(Exercise prompt) Please return every line below that contains the string "false".

(Material supplied)

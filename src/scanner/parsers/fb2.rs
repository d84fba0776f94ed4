use base64::Engine;
use base64::engine::general_purpose::STANDARD;
use quick_xml::events::{BytesStart, Event};
use quick_xml::reader::Reader;

use super::{BookMeta, attr, local_name, strip_meta, under};
use crate::scanner::content_type;

/// Parse an FB2 document.
///
/// Broken XML after the root element yields whatever was read up to that
/// point. The cover comes from the `<binary>` named by `<coverpage>`.
pub fn parse(data: &[u8]) -> Result<BookMeta, Fb2Error> {
    let mut meta = BookMeta::default();
    let mut xml = Reader::from_reader(data);
    xml.config_mut().check_end_names = false;
    let mut buf = Vec::new();
    let mut path: Vec<String> = Vec::new();
    let mut text = String::new();
    let mut annotation = String::new();
    let mut seen_root = false;

    let mut first_name = String::new();
    let mut last_name = String::new();
    let mut cover_ref: Option<String> = None;
    let mut binary: Option<(String, String)> = None;

    loop {
        match xml.read_event_into(&mut buf) {
            Ok(Event::Eof) => break,
            Err(_) if seen_root => break,
            Err(e) => return Err(Fb2Error::Xml(e)),

            Ok(Event::Start(ref e)) => {
                let local = local_name(e.name().as_ref());
                if path.is_empty() && local == "fictionbook" {
                    seen_root = true;
                }
                read_attributes(&local, e, &path, &mut meta, &mut cover_ref);
                if local == "binary" {
                    binary = Some((
                        attr(e, "id").unwrap_or_default(),
                        attr(e, "content-type").unwrap_or_default(),
                    ));
                }
                path.push(local);
                text.clear();
            }

            Ok(Event::Empty(ref e)) => {
                let local = local_name(e.name().as_ref());
                read_attributes(&local, e, &path, &mut meta, &mut cover_ref);
            }

            Ok(Event::End(_)) => {
                let tag = path.pop().unwrap_or_default();
                let value = text.trim().to_string();
                text.clear();

                match tag.as_str() {
                    "book-title" if under(&path, &["title-info"]) => meta.title = strip_meta(&value),
                    "genre" if under(&path, &["title-info"]) && !value.is_empty() => {
                        meta.tags.push(value.to_lowercase());
                    }
                    "lang" if under(&path, &["title-info"]) => meta.language = strip_meta(&value),
                    "first-name" if under(&path, &["title-info", "author"]) => first_name = value,
                    "last-name" if under(&path, &["title-info", "author"]) => last_name = value,
                    "author" if under(&path, &["title-info"]) => {
                        let full = format!("{} {}", strip_meta(&first_name), strip_meta(&last_name));
                        let full = full.trim();
                        if !full.is_empty() {
                            meta.authors.push(full.to_string());
                        }
                        first_name.clear();
                        last_name.clear();
                    }
                    "p" if in_annotation(&path) => annotation.push('\n'),
                    "annotation" if under(&path, &["title-info"]) => {
                        meta.summary = paragraphs(&annotation);
                    }
                    "id" if under(&path, &["document-info"]) && meta.id.is_none() => {
                        meta.id = Some(value).filter(|id| !id.is_empty());
                    }
                    "binary" => {
                        if let Some((id, mime)) = binary.take() {
                            if cover_ref.as_deref() == Some(id.to_lowercase().as_str()) {
                                decode_cover(&value, &mime, &mut meta);
                            }
                        }
                    }
                    _ => {}
                }
            }

            Ok(Event::Text(ref e)) => {
                if let Ok(t) = e.decode() {
                    if in_annotation(&path) {
                        annotation.push_str(&t);
                    }
                    text.push_str(&t);
                }
            }

            Ok(Event::GeneralRef(ref e)) => {
                let resolved = match e.resolve_char_ref() {
                    Ok(Some(c)) => Some(c.to_string()),
                    _ => e
                        .decode()
                        .ok()
                        .and_then(|name| quick_xml::escape::resolve_predefined_entity(&name))
                        .map(str::to_string),
                };
                if let Some(s) = resolved {
                    if in_annotation(&path) {
                        annotation.push_str(&s);
                    }
                    text.push_str(&s);
                }
            }

            _ => {}
        }
        buf.clear();
    }

    if !seen_root {
        return Err(Fb2Error::NotFb2);
    }
    Ok(meta)
}

/// Attributes of `<sequence>` and of the cover `<image>`; `path` is the
/// element's parent chain.
fn read_attributes(
    local: &str,
    e: &BytesStart<'_>,
    path: &[String],
    meta: &mut BookMeta,
    cover_ref: &mut Option<String>,
) {
    match local {
        "sequence" if under(path, &["title-info"]) => {
            if let Some(name) = attr(e, "name") {
                meta.series_title = Some(strip_meta(&name));
            }
            meta.volume = attr(e, "number").and_then(|n| n.trim().parse().ok());
        }
        "image" if under(path, &["coverpage"]) => {
            *cover_ref = attr(e, "href")
                .map(|h| h.trim_start_matches('#').to_lowercase())
                .filter(|h| !h.is_empty());
        }
        _ => {}
    }
}

fn decode_cover(encoded: &str, declared: &str, meta: &mut BookMeta) {
    let clean: String = encoded.chars().filter(|c| !c.is_whitespace()).collect();
    let Ok(data) = STANDARD.decode(clean) else {
        return;
    };
    let sniffed = content_type::sniff_bytes(&data);
    meta.cover_type = if content_type::is_image(sniffed) {
        content_type::mime(sniffed).to_string()
    } else if declared.starts_with("image/") {
        declared.to_string()
    } else {
        "image/jpeg".to_string()
    };
    meta.cover_data = Some(data);
}

fn in_annotation(path: &[String]) -> bool {
    path.windows(2).any(|w| w[0] == "title-info" && w[1] == "annotation")
}

/// Non-empty lines, trimmed, one per paragraph.
fn paragraphs(raw: &str) -> String {
    raw.lines()
        .map(str::trim)
        .filter(|l| !l.is_empty())
        .collect::<Vec<_>>()
        .join("\n")
}

#[derive(Debug, thiserror::Error)]
pub enum Fb2Error {
    #[error("XML error: {0}")]
    Xml(#[from] quick_xml::Error),
    #[error("root element is not FictionBook")]
    NotFb2,
}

(Response below)
    xml.config_mut().check_end_names = false;
    let mut seen_root = false;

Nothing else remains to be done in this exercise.